NASA's Mars 2020 rover, which will look for signs of past life on the red planet, will use smart X-ray techniques originally developed to find the oldest life on Earth, according to a mission scientist.
The Mars Exploration Program with a planned launch in 2020 builds on the success of prior rovers, to make coordinated measurements that could detect signs of ancient life - or bio-signatures - in their original spatial context. These techniques, known as "spatially resolved bio- signature analysis" derive from geochemical analysis of early life on Earth.
"Previous missions to Mars have used a relatively broad brush - analysing average chemistry over roughly the size of a postage stamp - to 'follow the water' and seek ancient habitable environments," said the mission's Deputy Project Scientist Ken Williford, from NASA's Jet Propulsion Laboratory.
"Mars 2020 takes the next natural step in its direct search for evidence of ancient microbial life, focusing measurements to the microbial scale and producing high- resolution maps over similarly postage stamp-sized analytical areas," said Williford, while speaking at the Goldschmidt conference in Paris. He said that new scientific methods for searching for the most ancient evidence for life on Earth have led to a leap forward in capabilities for bio-signature detection.

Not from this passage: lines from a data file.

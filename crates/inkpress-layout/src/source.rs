//! Splitting source text into logical lines.

use std::ops::Range;

/// Byte ranges of the lines of `source`, without their terminators.
///
/// Lines end at `\n`; a `\r` right before it is part of the terminator. A
/// final terminator does not start another line, so `"a\n"` has one line
/// and `""` has none.
#[must_use]
pub fn line_ranges(source: &str) -> Vec<Range<usize>> {
    let mut ranges = Vec::new();
    let mut start = 0;
    for (offset, _) in source.match_indices('\n') {
        let end = if source[start..offset].ends_with('\r') {
            offset - 1
        } else {
            offset
        };
        ranges.push(start..end);
        start = offset + 1;
    }
    if start < source.len() {
        ranges.push(start..source.len());
    }
    ranges
}

/// The lines of `source`, as [`line_ranges`] splits them.
#[must_use]
pub fn split_lines(source: &str) -> Vec<&str> {
    line_ranges(source)
        .into_iter()
        .map(|r| &source[r])
        .collect()
}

Rather than using "bulk" geochemistry techniques that measure the average composition of a rock, Mars 2020 is developing new capabilities including X-ray fluorescence and Raman spectroscopy to map the elemental, mineral, and organic composition of rocks at high spatial resolution, with analytical spot sizes about the width of a human hair, said Williford.

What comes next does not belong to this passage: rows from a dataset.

#![forbid(unsafe_code)]

//! Geometric primitives in device pixels.

/// An axis-aligned rectangle. Origin at the top-left of the page.
#[derive(Debug, Clone, Copy, PartialEq, Eq, Hash, Default)]
pub struct Rect {
    /// Left edge (inclusive).
    pub x: u32,
    /// Top edge (inclusive).
    pub y: u32,
    pub width: u32,
    pub height: u32,
}

impl Rect {
    #[inline]
    pub const fn new(x: u32, y: u32, width: u32, height: u32) -> Self {
        Self {
            x,
            y,
            width,
            height,
        }
    }

    /// Rectangle at the origin with the given size.
    #[inline]
    pub const fn from_size(size: Size) -> Self {
        Self::new(0, 0, size.width, size.height)
    }

    /// Right edge (exclusive).
    #[inline]
    pub const fn right(&self) -> u32 {
        self.x.saturating_add(self.width)
    }

    /// Bottom edge (exclusive).
    #[inline]
    pub const fn bottom(&self) -> u32 {
        self.y.saturating_add(self.height)
    }

    #[inline]
    pub const fn is_empty(&self) -> bool {
        self.width == 0 || self.height == 0
    }

    #[inline]
    pub const fn size(&self) -> Size {
        Size::new(self.width, self.height)
    }

    /// Whether `other` lies entirely inside this rectangle.
    #[inline]
    pub const fn contains_rect(&self, other: &Rect) -> bool {
        other.x >= self.x
            && other.y >= self.y
            && other.right() <= self.right()
            && other.bottom() <= self.bottom()
    }

    /// Shrink by `margin` on every side, saturating at zero size.
    pub fn inner(&self, margin: Sides) -> Rect {
        let x = self.x.saturating_add(margin.left);
        let y = self.y.saturating_add(margin.top);
        let width = self.width.saturating_sub(margin.horizontal_sum());
        let height = self.height.saturating_sub(margin.vertical_sum());
        Rect::new(x, y, width, height)
    }

    /// Split off `height` pixels from the top. Returns `(top, rest)`.
    pub fn split_top(&self, height: u32) -> (Rect, Rect) {
        let height = height.min(self.height);
        (
            Rect::new(self.x, self.y, self.width, height),
            Rect::new(self.x, self.y + height, self.width, self.height - height),
        )
    }

    /// Split off `width` pixels from the left. Returns `(left, rest)`.
    pub fn split_left(&self, width: u32) -> (Rect, Rect) {
        let width = width.min(self.width);
        (
            Rect::new(self.x, self.y, width, self.height),
            Rect::new(self.x + width, self.y, self.width - width, self.height),
        )
    }
}

/// Width and height in pixels.
#[derive(Debug, Clone, Copy, PartialEq, Eq, Hash, Default)]
pub struct Size {
    pub width: u32,
    pub height: u32,
}

impl Size {
    #[inline]
    pub const fn new(width: u32, height: u32) -> Self {
        Self { width, height }
    }
}

/// Per-side lengths for margins and padding.
#[derive(Debug, Clone, Copy, PartialEq, Eq, Hash, Default)]
pub struct Sides {
    pub top: u32,
    pub right: u32,
    pub bottom: u32,
    pub left: u32,
}

impl Sides {
    /// Equal value on every side.
    pub const fn all(val: u32) -> Self {
        Self {
            top: val,
            right: val,
            bottom: val,
            left: val,
        }
    }

    /// `vertical` for top/bottom, `horizontal` for left/right.
    pub const fn symmetric(vertical: u32, horizontal: u32) -> Self {
        Self {
            top: vertical,
            right: horizontal,
            bottom: vertical,
            left: horizontal,
        }
    }

    pub const fn new(top: u32, right: u32, bottom: u32, left: u32) -> Self {
        Self {
            top,
            right,
            bottom,
            left,
        }
    }

    /// Sum of left and right.
    #[inline]
    pub const fn horizontal_sum(&self) -> u32 {
        self.left.saturating_add(self.right)
    }

    /// Sum of top and bottom.
    #[inline]
    pub const fn vertical_sum(&self) -> u32 {
        self.top.saturating_add(self.bottom)
    }
}

impl From<u32> for Sides {
    fn from(val: u32) -> Self {
        Self::all(val)
    }
}

impl From<(u32, u32, u32, u32)> for Sides {
    fn from((top, right, bottom, left): (u32, u32, u32, u32)) -> Self {
        Self::new(top, right, bottom, left)
    }
}

#[cfg(test)]
mod tests {
    use super::{Rect, Sides, Size};

    #[test]
    fn rect_edges() {
        let r = Rect::new(10, 20, 30, 40);
        assert_eq!(r.right(), 40);
        assert_eq!(r.bottom(), 60);
        assert!(!r.is_empty());
        assert!(Rect::new(0, 0, 0, 5).is_empty());
    }

    #[test]
    fn rect_inner_applies_margins() {
        let page = Rect::from_size(Size::new(100, 200));
        let inner = page.inner(Sides::new(10, 5, 20, 15));
        assert_eq!(inner, Rect::new(15, 10, 80, 170));
    }

    #[test]
    fn rect_inner_saturates() {
        let r = Rect::new(0, 0, 10, 10);
        let inner = r.inner(Sides::all(8));
        assert_eq!(inner.width, 0);
        assert_eq!(inner.height, 0);
    }

    #[test]
    fn split_top_and_left() {
        let r = Rect::new(5, 5, 100, 50);
        let (top, rest) = r.split_top(20);
        assert_eq!(top, Rect::new(5, 5, 100, 20));
        assert_eq!(rest, Rect::new(5, 25, 100, 30));

        let (left, rest) = r.split_left(120);
        assert_eq!(left, r);
        assert!(rest.is_empty());
    }

    #[test]
    fn contains_rect_edges() {
        let outer = Rect::new(0, 0, 10, 10);
        assert!(outer.contains_rect(&Rect::new(0, 0, 10, 10)));
        assert!(outer.contains_rect(&Rect::new(2, 2, 3, 3)));
        assert!(!outer.contains_rect(&Rect::new(8, 8, 3, 1)));
    }

    #[test]
    fn sides_sums_and_conversions() {
        let s = Sides::symmetric(4, 6);
        assert_eq!(s.horizontal_sum(), 12);
        assert_eq!(s.vertical_sum(), 8);
        assert_eq!(Sides::from(3), Sides::all(3));
        assert_eq!(Sides::from((1, 2, 3, 4)), Sides::new(1, 2, 3, 4));
    }
}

"Understanding the spatial distribution of chemical features preserved in ancient rocks is key to determining whether or not they were formed by life. "Beyond astrobiology, these new techniques enable exploration of the planet Mars at telescopic to microscopic scales - from a mountain to a grain of sand," said Williford.
The instruments in development for Mars 2020 have roots in the search for the earliest signs of life on Earth, as well as life in extreme environments - deep underground, or in hydrothermal settings along ocean-floor ridges. When these methods have been applied on Earth they have enabled scientists to lower limits of detection or to better understand formerly ambiguous observations.

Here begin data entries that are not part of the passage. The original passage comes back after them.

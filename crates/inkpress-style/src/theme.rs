//! Themes: a complete classification-to-color table plus font settings.

use std::collections::HashMap;
use std::hash::BuildHasher;

use crate::color::Rgb;
use crate::error::ThemeError;
use inkpress_core::token::TokenKind;

pub const DEFAULT_FONT_FAMILY: &str = "DejaVu Sans Mono";
pub const DEFAULT_FONT_SIZE: u32 = 26;
pub const DEFAULT_LINE_HEIGHT: f32 = 1.4;

/// A named, immutable theme.
///
/// The color table is indexed by [`TokenKind::index`] and has one slot per
/// kind, so [`Theme::color`] is total.
#[derive(Debug, Clone, PartialEq)]
pub struct Theme {
    name: String,
    colors: [Rgb; TokenKind::COUNT],
    font_family: String,
    font_size: u32,
    line_height_multiplier: f32,
    background: Rgb,
    foreground: Rgb,
    line_number: Rgb,
    header: Rgb,
}

impl Theme {
    /// A theme from a complete color table, with default fonts.
    ///
    /// Page chrome colors derive from the table: the foreground is the
    /// identifier color, line numbers and the header use the comment color.
    #[must_use]
    pub fn new(name: impl Into<String>, colors: [Rgb; TokenKind::COUNT], background: Rgb) -> Self {
        let foreground = colors[TokenKind::Identifier.index()];
        let muted = colors[TokenKind::Comment.index()];
        Self {
            name: name.into(),
            colors,
            font_family: DEFAULT_FONT_FAMILY.to_string(),
            font_size: DEFAULT_FONT_SIZE,
            line_height_multiplier: DEFAULT_LINE_HEIGHT,
            background,
            foreground,
            line_number: muted,
            header: muted,
        }
    }

    /// Start a theme from scratch.
    pub fn builder(name: impl Into<String>) -> ThemeBuilder {
        ThemeBuilder::new(name)
    }

    /// Build from a map that must contain every classification.
    pub fn from_map<S: BuildHasher>(
        name: impl Into<String>,
        colors: &HashMap<TokenKind, Rgb, S>,
        background: Rgb,
    ) -> Result<Self, ThemeError> {
        colors
            .iter()
            .fold(ThemeBuilder::new(name), |b, (kind, rgb)| b.color(*kind, *rgb))
            .background(background)
            .build()
    }

    #[must_use]
    pub fn name(&self) -> &str {
        &self.name
    }

    /// Color for `kind`.
    #[inline]
    #[must_use]
    pub fn color(&self, kind: TokenKind) -> Rgb {
        self.colors[kind.index()]
    }

    #[must_use]
    pub fn colors(&self) -> &[Rgb; TokenKind::COUNT] {
        &self.colors
    }

    #[must_use]
    pub fn font_family(&self) -> &str {
        &self.font_family
    }

    /// Font size in pixels.
    #[must_use]
    pub fn font_size(&self) -> u32 {
        self.font_size
    }

    #[must_use]
    pub fn line_height_multiplier(&self) -> f32 {
        self.line_height_multiplier
    }

    #[must_use]
    pub fn background(&self) -> Rgb {
        self.background
    }

    #[must_use]
    pub fn foreground(&self) -> Rgb {
        self.foreground
    }

    /// Gutter line-number color.
    #[must_use]
    pub fn line_number(&self) -> Rgb {
        self.line_number
    }

    /// Metadata header color.
    #[must_use]
    pub fn header(&self) -> Rgb {
        self.header
    }
}

// ---------------------------------------------------------------------------
// ThemeBuilder
// ---------------------------------------------------------------------------

/// Builder for [`Theme`]. [`ThemeBuilder::build`] fails if any
/// classification is left without a color.
#[derive(Debug, Clone)]
pub struct ThemeBuilder {
    name: String,
    colors: [Option<Rgb>; TokenKind::COUNT],
    font_family: String,
    font_size: u32,
    line_height_multiplier: f32,
    background: Rgb,
    foreground: Option<Rgb>,
    line_number: Option<Rgb>,
    header: Option<Rgb>,
}

impl ThemeBuilder {
    pub fn new(name: impl Into<String>) -> Self {
        Self {
            name: name.into(),
            colors: [None; TokenKind::COUNT],
            font_family: DEFAULT_FONT_FAMILY.to_string(),
            font_size: DEFAULT_FONT_SIZE,
            line_height_multiplier: DEFAULT_LINE_HEIGHT,
            background: Rgb::WHITE,
            foreground: None,
            line_number: None,
            header: None,
        }
    }

    /// Start from an existing theme under a new name.
    pub fn from_theme(theme: &Theme, name: impl Into<String>) -> Self {
        Self {
            name: name.into(),
            colors: theme.colors.map(Some),
            font_family: theme.font_family.clone(),
            font_size: theme.font_size,
            line_height_multiplier: theme.line_height_multiplier,
            background: theme.background,
            foreground: Some(theme.foreground),
            line_number: Some(theme.line_number),
            header: Some(theme.header),
        }
    }

    #[must_use]
    pub fn color(mut self, kind: TokenKind, rgb: Rgb) -> Self {
        self.colors[kind.index()] = Some(rgb);
        self
    }

    /// Set several colors at once.
    #[must_use]
    pub fn colors(self, pairs: &[(TokenKind, Rgb)]) -> Self {
        pairs
            .iter()
            .fold(self, |builder, (kind, rgb)| builder.color(*kind, *rgb))
    }

    #[must_use]
    pub fn font_family(mut self, family: impl Into<String>) -> Self {
        self.font_family = family.into();
        self
    }

    #[must_use]
    pub fn font_size(mut self, size: u32) -> Self {
        self.font_size = size;
        self
    }

    #[must_use]
    pub fn line_height(mut self, multiplier: f32) -> Self {
        self.line_height_multiplier = multiplier;
        self
    }

    #[must_use]
    pub fn background(mut self, rgb: Rgb) -> Self {
        self.background = rgb;
        self
    }

    #[must_use]
    pub fn foreground(mut self, rgb: Rgb) -> Self {
        self.foreground = Some(rgb);
        self
    }

    #[must_use]
    pub fn line_number(mut self, rgb: Rgb) -> Self {
        self.line_number = Some(rgb);
        self
    }

    #[must_use]
    pub fn header(mut self, rgb: Rgb) -> Self {
        self.header = Some(rgb);
        self
    }

    pub fn build(self) -> Result<Theme, ThemeError> {
        let mut colors = [Rgb::BLACK; TokenKind::COUNT];
        for kind in TokenKind::ALL {
            colors[kind.index()] = self.colors[kind.index()].ok_or(ThemeError::MissingColor(kind))?;
        }
        if self.font_size == 0 {
            return Err(ThemeError::InvalidFontSize(self.font_size));
        }
        let mult = self.line_height_multiplier;
        if !mult.is_finite() || mult <= 0.0 {
            return Err(ThemeError::InvalidLineHeight(mult));
        }

        let mut theme = Theme::new(self.name, colors, self.background);
        theme.font_family = self.font_family;
        theme.font_size = self.font_size;
        theme.line_height_multiplier = mult;
        if let Some(fg) = self.foreground {
            theme.foreground = fg;
        }
        if let Some(rgb) = self.line_number {
            theme.line_number = rgb;
        }
        if let Some(rgb) = self.header {
            theme.header = rgb;
        }
        Ok(theme)
    }
}

// ---------------------------------------------------------------------------
// Built-in themes
// ---------------------------------------------------------------------------

/// Built-in themes.
pub mod themes {
    use super::*;

    /// The default theme.
    #[must_use]
    pub fn default() -> Theme {
        dark()
    }

    /// Light text on a dark page.
    #[must_use]
    pub fn dark() -> Theme {
        Theme::new(
            "dark",
            [
                Rgb::new(0xc6, 0x78, 0xdd), // keyword
                Rgb::new(0x56, 0xb6, 0xc2), // builtin
                Rgb::new(0xd1, 0x9a, 0x66), // constant
                Rgb::new(0xe5, 0xc0, 0x7b), // type
                Rgb::new(0xab, 0xb2, 0xbf), // identifier
                Rgb::new(0x98, 0xc3, 0x79), // string
                Rgb::new(0xd1, 0x9a, 0x66), // number
                Rgb::new(0x7f, 0x84, 0x8e), // comment
                Rgb::new(0x56, 0xb6, 0xc2), // operator
                Rgb::new(0xab, 0xb2, 0xbf), // punctuation
                Rgb::new(0x61, 0xaf, 0xef), // annotation
                Rgb::new(0xab, 0xb2, 0xbf), // whitespace
                Rgb::new(0xe0, 0x6c, 0x75), // unrecognized
            ],
            Rgb::new(0x28, 0x2c, 0x34),
        )
    }

    /// Dark text on a white page.
    #[must_use]
    pub fn light() -> Theme {
        Theme::new(
            "light",
            [
                Rgb::new(0xa6, 0x26, 0xa4),
                Rgb::new(0x01, 0x84, 0xbc),
                Rgb::new(0x98, 0x68, 0x01),
                Rgb::new(0xc1, 0x84, 0x01),
                Rgb::new(0x38, 0x3a, 0x42),
                Rgb::new(0x50, 0xa1, 0x4f),
                Rgb::new(0x98, 0x68, 0x01),
                Rgb::new(0xa0, 0xa1, 0xa7),
                Rgb::new(0x01, 0x84, 0xbc),
                Rgb::new(0x38, 0x3a, 0x42),
                Rgb::new(0x40, 0x78, 0xf2),
                Rgb::new(0x38, 0x3a, 0x42),
                Rgb::new(0xe4, 0x56, 0x49),
            ],
            Rgb::WHITE,
        )
    }

    /// High-contrast grays for 16-level e-ink panels. Every color is a
    /// multiple of 17 so a grayscale downgrade leaves it unchanged.
    #[must_use]
    pub fn eink() -> Theme {
        Theme::new(
            "eink",
            [
                Rgb::gray(0x00),
                Rgb::gray(0x33),
                Rgb::gray(0x44),
                Rgb::gray(0x22),
                Rgb::gray(0x00),
                Rgb::gray(0x55),
                Rgb::gray(0x44),
                Rgb::gray(0x88),
                Rgb::gray(0x22),
                Rgb::gray(0x11),
                Rgb::gray(0x55),
                Rgb::gray(0x00),
                Rgb::gray(0x66),
            ],
            Rgb::WHITE,
        )
    }

    /// Every built-in theme, default first.
    #[must_use]
    pub fn all() -> Vec<Theme> {
        vec![dark(), light(), eink()]
    }
}

#[cfg(test)]
mod tests {
    use super::*;
    use crate::color::ColorProfile;
    use rustc_hash::FxHashMap;

    fn full_builder(name: &str) -> ThemeBuilder {
        TokenKind::ALL
            .iter()
            .fold(Theme::builder(name), |b, kind| {
                b.color(*kind, Rgb::gray(kind.index() as u8 * 10))
            })
    }

    // -- builder ------------------------------------------------------------

    #[test]
    fn builder_requires_every_kind() {
        let err = Theme::builder("partial")
            .color(TokenKind::Keyword, Rgb::BLACK)
            .build()
            .unwrap_err();
        assert_eq!(err, ThemeError::MissingColor(TokenKind::Builtin));
    }

    #[test]
    fn builder_complete_theme() {
        let theme = full_builder("custom")
            .font_size(30)
            .line_height(1.5)
            .font_family("Iosevka")
            .header(Rgb::BLACK)
            .build()
            .unwrap();
        assert_eq!(theme.name(), "custom");
        assert_eq!(theme.color(TokenKind::Number), Rgb::gray(60));
        assert_eq!(theme.font_size(), 30);
        assert_eq!(theme.line_height_multiplier(), 1.5);
        assert_eq!(theme.font_family(), "Iosevka");
        assert_eq!(theme.header(), Rgb::BLACK);
        assert_eq!(theme.foreground(), theme.color(TokenKind::Identifier));
        assert_eq!(theme.line_number(), theme.color(TokenKind::Comment));
    }

    #[test]
    fn builder_rejects_bad_font_settings() {
        assert_eq!(
            full_builder("t").font_size(0).build().unwrap_err(),
            ThemeError::InvalidFontSize(0)
        );
        assert!(matches!(
            full_builder("t").line_height(f32::NAN).build(),
            Err(ThemeError::InvalidLineHeight(_))
        ));
        assert!(matches!(
            full_builder("t").line_height(0.0).build(),
            Err(ThemeError::InvalidLineHeight(_))
        ));
    }

    #[test]
    fn from_theme_copies_everything() {
        let base = themes::light();
        let copy = ThemeBuilder::from_theme(&base, "light2").build().unwrap();
        assert_eq!(copy.name(), "light2");
        assert_eq!(copy.colors(), base.colors());
        assert_eq!(copy.background(), base.background());
    }

    #[test]
    fn from_map_checks_totality() {
        let mut map: FxHashMap<TokenKind, Rgb> = FxHashMap::default();
        for kind in TokenKind::ALL {
            map.insert(kind, Rgb::BLACK);
        }
        assert!(Theme::from_map("full", &map, Rgb::WHITE).is_ok());
        map.remove(&TokenKind::Comment);
        assert_eq!(
            Theme::from_map("gap", &map, Rgb::WHITE).unwrap_err(),
            ThemeError::MissingColor(TokenKind::Comment)
        );
    }

    // -- built-ins ----------------------------------------------------------

    #[test]
    fn builtin_names() {
        let names: Vec<_> = themes::all().iter().map(|t| t.name().to_string()).collect();
        assert_eq!(names, vec!["dark", "light", "eink"]);
        assert_eq!(themes::default().name(), "dark");
    }

    #[test]
    fn eink_survives_grayscale_downgrade() {
        let theme = themes::eink();
        for kind in TokenKind::ALL {
            let c = theme.color(kind);
            assert_eq!(c.downgrade(ColorProfile::EINK), c, "{kind}");
        }
    }

    #[test]
    fn comments_differ_from_code_in_builtins() {
        for theme in themes::all() {
            assert_ne!(
                theme.color(TokenKind::Comment),
                theme.color(TokenKind::Keyword),
                "{}",
                theme.name()
            );
        }
    }
}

In addition, the Mars 2020 mission will use the knowledge gained from its scientific exploration to select and collect key samples that could one day be examined in laboratories back on Earth. Thirty to forty rock and sediment core samples, each about 15 grammes, will be sealed in titanium tubes and deposited in a safe location on the surface of Mars for possible retrieval by a future mission, said Williford.
He also discussed the three remaining candidate landing sites for the Mars 2020 mission. One site at Columbia Hills in Gusev crater, was visited previously by the Spirit rover and features silica deposits interpreted by some as analogous to hydrothermal springs known to be inhabited on Earth. The two other sites are located close together on the edge of Isidis Planitia, one of the largest and oldest impact craters in the solar system.